BEGIN

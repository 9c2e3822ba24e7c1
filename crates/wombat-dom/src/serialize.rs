//! Tree serialization: markup, plain text, and the html5lib tree dump.
//!
//! [§ 13.3 Serializing HTML fragments](https://html.spec.whatwg.org/multipage/parsing.html#serialising-html-fragments)

use std::fmt::Write;

use crate::{DomTree, ElementData, Namespace, NodeId, NodeType};

/// [§ 13.3](https://html.spec.whatwg.org/multipage/parsing.html#serialising-html-fragments)
/// Elements serialized without an end tag.
pub const VOID_ELEMENTS: &[&str] = &[
    "area", "base", "basefont", "bgsound", "br", "col", "embed", "frame", "hr", "img", "input",
    "keygen", "link", "meta", "param", "source", "track", "wbr",
];

/// Children of these elements are written verbatim, never escaped.
const RAW_TEXT_PARENTS: &[&str] = &[
    "script", "style", "xmp", "iframe", "noembed", "noframes", "plaintext",
];

/// Whitespace inside these elements is significant.
const PREFORMATTED_ELEMENTS: &[&str] = &["pre", "textarea", "code"];

/// [§ 13.2.6.3 Adjust foreign attributes](https://html.spec.whatwg.org/multipage/parsing.html#adjust-foreign-attributes)
///
/// Format: (qualified name, prefix, local name). On svg/math elements these
/// attributes are written with their local name.
pub const FOREIGN_ATTRIBUTE_ADJUSTMENTS: &[(&str, &str, &str)] = &[
    ("xlink:actuate", "xlink", "actuate"),
    ("xlink:arcrole", "xlink", "arcrole"),
    ("xlink:href", "xlink", "href"),
    ("xlink:role", "xlink", "role"),
    ("xlink:show", "xlink", "show"),
    ("xlink:title", "xlink", "title"),
    ("xlink:type", "xlink", "type"),
    ("xml:lang", "xml", "lang"),
    ("xml:space", "xml", "space"),
    ("xmlns", "", "xmlns"),
    ("xmlns:xlink", "xmlns", "xlink"),
];

/// Options for [`to_html`].
#[derive(Debug, Clone, Copy, PartialEq, Eq)]
pub struct SerializeOptions {
    /// Put block children on their own indented lines and collapse
    /// formatting whitespace in text.
    pub pretty: bool,
    /// Spaces per indentation level in pretty mode.
    pub indent_size: usize,
}

impl Default for SerializeOptions {
    fn default() -> Self {
        Self {
            pretty: true,
            indent_size: 2,
        }
    }
}

impl SerializeOptions {
    /// Compact output: no added whitespace, text written as parsed.
    #[must_use]
    pub const fn compact() -> Self {
        Self {
            pretty: false,
            indent_size: 0,
        }
    }
}

fn escape_text(text: &str) -> String {
    text.replace('&', "&amp;")
        .replace('<', "&lt;")
        .replace('>', "&gt;")
}

/// Prefer double quotes unless the value contains `"` and no `'`.
fn choose_quote(value: &str) -> char {
    if value.contains('"') && !value.contains('\'') {
        '\''
    } else {
        '"'
    }
}

fn escape_attribute_value(value: &str, quote: char) -> String {
    let escaped = value.replace('&', "&amp;");
    if quote == '"' {
        escaped.replace('"', "&quot;")
    } else {
        escaped.replace('\'', "&#39;")
    }
}

fn attribute_output_name<'a>(name: &'a str, namespace: Namespace) -> &'a str {
    if namespace == Namespace::Html {
        return name;
    }
    FOREIGN_ATTRIBUTE_ADJUSTMENTS
        .iter()
        .find(|(qualified, _, _)| qualified.eq_ignore_ascii_case(name))
        .map_or(name, |&(_, _, local)| local)
}

fn serialize_start_tag(element: &ElementData) -> String {
    let mut out = format!("<{}", element.tag_name);
    for (name, value) in &element.attrs {
        let name = attribute_output_name(name, element.namespace);
        // Boolean minimization: `disabled=""` and `disabled="disabled"` both
        // serialize as a bare `disabled`.
        if value.is_empty() || value.eq_ignore_ascii_case(name) {
            let _ = write!(out, " {name}");
            continue;
        }
        let quote = choose_quote(value);
        let _ = write!(
            out,
            " {name}={quote}{}{quote}",
            escape_attribute_value(value, quote)
        );
    }
    out.push('>');
    out
}

/// Replace runs of formatting whitespace (newline, tab, form feed, CR) with a
/// single space, dropping it entirely at the edges.
fn normalize_formatting_whitespace(text: &str) -> String {
    const FORMATTING: [char; 4] = ['\n', '\r', '\t', '\x0C'];
    if !text.contains(FORMATTING) {
        return text.to_string();
    }

    let starts_with_formatting = text.starts_with(FORMATTING);
    let ends_with_formatting = text.ends_with(FORMATTING);

    let mut out = String::with_capacity(text.len());
    let mut in_whitespace = false;
    let mut saw_formatting = false;
    for c in text.chars() {
        if c == ' ' {
            if in_whitespace && saw_formatting {
                continue;
            }
            if !in_whitespace {
                saw_formatting = false;
            }
            in_whitespace = true;
            out.push(' ');
        } else if FORMATTING.contains(&c) {
            if !in_whitespace {
                out.push(' ');
            }
            in_whitespace = true;
            saw_formatting = true;
        } else {
            in_whitespace = false;
            saw_formatting = false;
            out.push(c);
        }
    }

    let mut result = out.as_str();
    if starts_with_formatting {
        result = result.strip_prefix(' ').unwrap_or(result);
    }
    if ends_with_formatting {
        result = result.strip_suffix(' ').unwrap_or(result);
    }
    result.to_string()
}

fn serialize_doctype(tree: &DomTree, id: NodeId) -> String {
    let Some(doctype) = tree.as_doctype(id) else {
        return "<!DOCTYPE html>".to_string();
    };
    let Some(name) = doctype.name.as_deref().filter(|n| !n.is_empty()) else {
        return "<!DOCTYPE html>".to_string();
    };
    let public_id = doctype.public_id.as_deref().unwrap_or_default();
    let system_id = doctype.system_id.as_deref().unwrap_or_default();
    match (public_id.is_empty(), system_id.is_empty()) {
        (true, true) => format!("<!DOCTYPE {name}>"),
        (false, true) => format!("<!DOCTYPE {name} PUBLIC \"{public_id}\">"),
        (true, false) => format!("<!DOCTYPE {name} SYSTEM \"{system_id}\">"),
        (false, false) => format!("<!DOCTYPE {name} PUBLIC \"{public_id}\" \"{system_id}\">"),
    }
}

fn node_to_html(tree: &DomTree, id: NodeId, depth: usize, opts: SerializeOptions, in_pre: bool) -> String {
    let Some(node) = tree.get(id) else {
        return String::new();
    };

    match &node.node_type {
        NodeType::Text(text) => {
            let raw_parent = node
                .parent
                .and_then(|p| tree.as_element(p))
                .is_some_and(|e| e.namespace == Namespace::Html && RAW_TEXT_PARENTS.contains(&e.tag_name.as_str()));
            if raw_parent {
                text.clone()
            } else if in_pre || !opts.pretty {
                escape_text(text)
            } else {
                escape_text(&normalize_formatting_whitespace(text))
            }
        }
        NodeType::Comment(data) => format!("<!--{data}-->"),
        NodeType::Doctype(_) => serialize_doctype(tree, id),
        NodeType::Document | NodeType::DocumentFragment => {
            let parts: Vec<String> = node
                .children
                .iter()
                .map(|&child| node_to_html(tree, child, depth, opts, in_pre))
                .filter(|chunk| !(opts.pretty && chunk.is_empty()))
                .collect();
            parts.join(if opts.pretty { "\n" } else { "" })
        }
        NodeType::Element(element) => element_to_html(tree, id, element, depth, opts, in_pre),
    }
}

fn element_to_html(
    tree: &DomTree,
    id: NodeId,
    element: &ElementData,
    depth: usize,
    opts: SerializeOptions,
    in_pre: bool,
) -> String {
    let name = element.tag_name.as_str();
    let start_tag = serialize_start_tag(element);
    let is_void = element.namespace == Namespace::Html && VOID_ELEMENTS.contains(&name);
    let is_pre = in_pre || PREFORMATTED_ELEMENTS.contains(&name);

    // [§ 13.3] "If current node is a template element, then let the node be
    // the template element's template contents"
    let content_root = element.template_contents.unwrap_or(id);
    let children = tree.children(content_root);

    if children.is_empty() {
        return if is_void {
            start_tag
        } else {
            format!("{start_tag}</{name}>")
        };
    }

    let chunks: Vec<String> = children
        .iter()
        .map(|&child| node_to_html(tree, child, depth + 1, opts, is_pre))
        .collect();

    let has_element_child = children.iter().any(|&c| tree.as_element(c).is_some());
    if !opts.pretty || is_pre || !has_element_child {
        return format!("{start_tag}{}</{name}>", chunks.concat());
    }

    let pad = " ".repeat(opts.indent_size * depth);
    let child_pad = " ".repeat(opts.indent_size * (depth + 1));
    let inner: Vec<String> = chunks
        .into_iter()
        .filter(|chunk| !chunk.is_empty())
        .map(|chunk| format!("{child_pad}{chunk}"))
        .collect();
    format!("{start_tag}\n{}\n{pad}</{name}>", inner.join("\n"))
}

/// Serialize `id` (and its subtree) to markup.
///
/// A document or fragment serializes as its children; an element serializes
/// as itself, including its start and end tags.
#[must_use]
pub fn to_html(tree: &DomTree, id: NodeId, opts: &SerializeOptions) -> String {
    node_to_html(tree, id, 0, *opts, false)
}

/// The text of every descendant text node of `id` in tree order (entering
/// template contents), each trimmed and dropped when empty if `strip` is
/// set, joined by `separator`.
#[must_use]
pub fn to_text(tree: &DomTree, id: NodeId, separator: &str, strip: bool) -> String {
    let mut parts = Vec::new();
    collect_text(tree, id, strip, &mut parts);
    parts.join(separator)
}

fn collect_text<'a>(tree: &'a DomTree, id: NodeId, strip: bool, parts: &mut Vec<&'a str>) {
    if let Some(text) = tree.as_text(id) {
        let text = if strip { text.trim() } else { text };
        if !(strip && text.is_empty()) {
            parts.push(text);
        }
        return;
    }
    if let Some(contents) = tree.template_contents(id) {
        collect_text(tree, contents, strip, parts);
    }
    for &child in tree.children(id) {
        collect_text(tree, child, strip, parts);
    }
}

/// Dump the tree in the html5lib test-suite format:
///
/// ```text
/// | <html>
/// |   <head>
/// |   <body>
/// |     <p>
/// |       class="x"
/// |       "text"
/// ```
#[must_use]
pub fn to_test_format(tree: &DomTree, id: NodeId) -> String {
    let mut lines = Vec::new();
    dump_node(tree, id, 0, &mut lines);
    lines.join("\n")
}

fn dump_node(tree: &DomTree, id: NodeId, depth: usize, lines: &mut Vec<String>) {
    let Some(node) = tree.get(id) else {
        return;
    };
    let indent = "  ".repeat(depth);

    match &node.node_type {
        NodeType::Document | NodeType::DocumentFragment => {
            for &child in &node.children {
                dump_node(tree, child, depth, lines);
            }
        }
        NodeType::Text(text) => lines.push(format!("| {indent}\"{text}\"")),
        NodeType::Comment(data) => lines.push(format!("| {indent}<!-- {data} -->")),
        NodeType::Doctype(doctype) => {
            let name = doctype.name.as_deref().unwrap_or_default();
            let public_id = doctype.public_id.as_deref().unwrap_or_default();
            let system_id = doctype.system_id.as_deref().unwrap_or_default();
            if doctype.public_id.is_none() && doctype.system_id.is_none() {
                lines.push(format!("| {indent}<!DOCTYPE {name}>"));
            } else {
                lines.push(format!(
                    "| {indent}<!DOCTYPE {name} \"{public_id}\" \"{system_id}\">"
                ));
            }
        }
        NodeType::Element(element) => {
            let prefix = match element.namespace {
                Namespace::Html => "",
                Namespace::Svg => "svg ",
                Namespace::MathMl => "math ",
            };
            lines.push(format!("| {indent}<{prefix}{}>", element.tag_name));

            let mut attrs: Vec<(&String, &String)> = element.attrs.iter().collect();
            attrs.sort();
            for (name, value) in attrs {
                lines.push(format!("| {indent}  {name}=\"{value}\""));
            }

            if let Some(contents) = element.template_contents {
                lines.push(format!("| {indent}  content"));
                dump_node(tree, contents, depth + 2, lines);
            }
            for &child in &node.children {
                dump_node(tree, child, depth + 1, lines);
            }
        }
    }
}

END

Working from the material above, tally how many lines hold the string "disabled". The number is all that is needed.

Exercise result:
2